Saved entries
#[cfg(test)]
mod tests {
    use super::*;

    fn berlin_editor() -> ExtentEditor {
        // 10 km × 10 km at 1:100000, well inside zone 33
        ExtentEditor::new(100, 100, 100_000, LatLng::new(52.5200, 13.4050))
    }

    #[test]
    fn test_handle_from_str() {
        assert_eq!("center".parse::<Handle>().unwrap(), Handle::Center);
        assert_eq!("top_left".parse::<Handle>().unwrap(), Handle::TopLeft);
        assert_eq!(
            "bottom_right".parse::<Handle>().unwrap(),
            Handle::BottomRight
        );
        assert!("north".parse::<Handle>().is_err());
    }

    #[test]
    fn test_initial_invariants() {
        let editor = berlin_editor();
        let handles = editor.handles();
        assert_eq!(handles.top_left.lat, handles.top_right.lat);
        assert_eq!(handles.bottom_left.lat, handles.bottom_right.lat);
        assert_eq!(handles.top_left.lng, handles.bottom_left.lng);
        assert_eq!(handles.top_right.lng, handles.bottom_right.lng);
    }

    #[test]
    fn test_corner_drag_moves_neighbors_only() {
        let mut editor = berlin_editor();
        let before = *editor.handles();

        let target = LatLng::new(
            before.top_left.lat + 0.01,
            before.top_left.lng - 0.01,
        );
        editor.drag(Handle::TopLeft, target);
        let after = editor.handles();

        assert_eq!(after.get(Handle::TopLeft), target);
        // Neighbors follow on one axis, keep the other from the anchors
        assert_eq!(after.top_right.lat, target.lat);
        assert_eq!(after.top_right.lng, before.top_right.lng);
        assert_eq!(after.bottom_left.lng, target.lng);
        assert_eq!(after.bottom_left.lat, before.bottom_left.lat);
        // The far corner never moves
        assert_eq!(after.bottom_right, before.bottom_right);
    }

    #[test]
    fn test_center_is_midpoint_after_drags() {
        let mut editor = berlin_editor();

        let drags = [
            (Handle::TopLeft, LatLng::new(52.58, 13.30)),
            (Handle::BottomRight, LatLng::new(52.45, 13.52)),
            (Handle::TopRight, LatLng::new(52.60, 13.55)),
        ];
        for (handle, target) in drags {
            editor.drag(handle, target);

            let handles = editor.handles();
            assert_eq!(handles.top_left.lat, handles.top_right.lat);
            assert_eq!(handles.bottom_left.lat, handles.bottom_right.lat);
            assert_eq!(handles.top_left.lng, handles.bottom_left.lng);
            assert_eq!(handles.top_right.lng, handles.bottom_right.lng);

            let bounds = editor.extent().bounds();
            let midpoint = bounds.center();
            assert!((handles.center.lat - midpoint.lat).abs() < 1e-12);
            assert!((handles.center.lng - midpoint.lng).abs() < 1e-12);
        }
    }

    #[test]
    fn test_repeated_drag_uses_fresh_anchors() {
        let mut editor = berlin_editor();
        let original_bottom_right = editor.handles().bottom_right;
        let original_top_right_lng = editor.handles().top_right.lng;

        let first = LatLng::new(52.57, 13.33);
        editor.drag(Handle::TopLeft, first);
        let second = LatLng::new(52.59, 13.31);
        editor.drag(Handle::TopLeft, second);

        let handles = editor.handles();
        // The opposite corner is still anchored at its original spot
        assert_eq!(handles.bottom_right, original_bottom_right);
        assert_eq!(handles.top_right.lng, original_top_right_lng);
        assert_eq!(handles.top_right.lat, second.lat);
        assert_eq!(handles.bottom_left.lng, second.lng);
    }

    #[test]
    fn test_corner_drag_updates_paper_size() {
        let mut editor = berlin_editor();
        assert_eq!(editor.width_mm(), 100);
        assert_eq!(editor.height_mm(), 100);

        // Pull the top-right corner outward; the rectangle grows, so the
        // derived paper size must grow with it
        let handles = *editor.handles();
        let target = LatLng::new(handles.top_right.lat + 0.02, handles.top_right.lng + 0.05);
        editor.drag(Handle::TopRight, target);

        assert!(editor.width_mm() > 100, "width={}", editor.width_mm());
        assert!(editor.height_mm() > 100, "height={}", editor.height_mm());
    }

    #[test]
    fn test_utm_center_drag_preserves_paper_size() {
        let mut editor = berlin_editor();
        assert!(editor.projection().is_utm());

        editor.drag(Handle::Center, LatLng::new(52.40, 13.10));

        assert!(editor.projection().is_utm());
        assert_eq!(editor.width_mm(), 100);
        assert_eq!(editor.height_mm(), 100);

        // The reported center tracks the dragged position
        let center = editor.center();
        assert!((center.lat - 52.40).abs() < 1e-3);
        assert!((center.lng - 13.10).abs() < 1e-3);
    }

    #[test]
    fn test_mercator_center_drag_keeps_size_stable() {
        // 500 km wide at 1:500000 → Mercator
        let mut editor = ExtentEditor::new(1000, 1000, 500_000, LatLng::new(50.0, 10.0));
        assert_eq!(editor.projection(), Projection::Mercator);

        editor.drag(Handle::Center, LatLng::new(48.0, 8.0));

        // Under Mercator the size is re-derived from the rectangle; the
        // planar offsets survive the round trip exactly
        assert_eq!(editor.projection(), Projection::Mercator);
        assert_eq!(editor.width_mm(), 1000);
        assert_eq!(editor.height_mm(), 1000);
    }

    #[test]
    fn test_center_drag_can_switch_projection() {
        let mut editor = ExtentEditor::new(1000, 1000, 500_000, LatLng::new(50.0, 10.0));
        assert_eq!(editor.projection(), Projection::Mercator);

        // Shrinking the scale drops the extent under the breaking point
        editor.set_scale(50_000);
        assert_eq!(editor.projection(), Projection::Utm(32));

        editor.drag(Handle::Center, LatLng::new(50.0, 16.0));
        assert_eq!(editor.projection(), Projection::Utm(33));
    }

    #[test]
    fn test_scale_edit_recomputes_around_center() {
        let mut editor = berlin_editor();
        let center_before = editor.handles().center;

        editor.set_scale(50_000);

        let center_after = editor.handles().center;
        assert!((center_after.lat - center_before.lat).abs() < 1e-4);
        assert!((center_after.lng - center_before.lng).abs() < 1e-4);
        // Half the scale → half the ground span
        let extent = editor.extent();
        let span_lat = extent.north_east.lat - extent.south_west.lat;
        assert!(span_lat < 0.06, "span={}", span_lat);
    }
}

§ **PROMPT**
Output the lines of the records above exactly as they appear, from the line containing "use super::*;" through the line containing "assert_eq!(after.bottom_left.lat, before.bottom_left.lat);".

§ **WRITTEN ANSWER**
    use super::*;

    fn berlin_editor() -> ExtentEditor {
        // 10 km × 10 km at 1:100000, well inside zone 33
        ExtentEditor::new(100, 100, 100_000, LatLng::new(52.5200, 13.4050))
    }

    #[test]
    fn test_handle_from_str() {
        assert_eq!("center".parse::<Handle>().unwrap(), Handle::Center);
        assert_eq!("top_left".parse::<Handle>().unwrap(), Handle::TopLeft);
        assert_eq!(
            "bottom_right".parse::<Handle>().unwrap(),
            Handle::BottomRight
        );
        assert!("north".parse::<Handle>().is_err());
    }

    #[test]
    fn test_initial_invariants() {
        let editor = berlin_editor();
        let handles = editor.handles();
        assert_eq!(handles.top_left.lat, handles.top_right.lat);
        assert_eq!(handles.bottom_left.lat, handles.bottom_right.lat);
        assert_eq!(handles.top_left.lng, handles.bottom_left.lng);
        assert_eq!(handles.top_right.lng, handles.bottom_right.lng);
    }

    #[test]
    fn test_corner_drag_moves_neighbors_only() {
        let mut editor = berlin_editor();
        let before = *editor.handles();

        let target = LatLng::new(
            before.top_left.lat + 0.01,
            before.top_left.lng - 0.01,
        );
        editor.drag(Handle::TopLeft, target);
        let after = editor.handles();

        assert_eq!(after.get(Handle::TopLeft), target);
        // Neighbors follow on one axis, keep the other from the anchors
        assert_eq!(after.top_right.lat, target.lat);
        assert_eq!(after.top_right.lng, before.top_right.lng);
        assert_eq!(after.bottom_left.lng, target.lng);
        assert_eq!(after.bottom_left.lat, before.bottom_left.lat);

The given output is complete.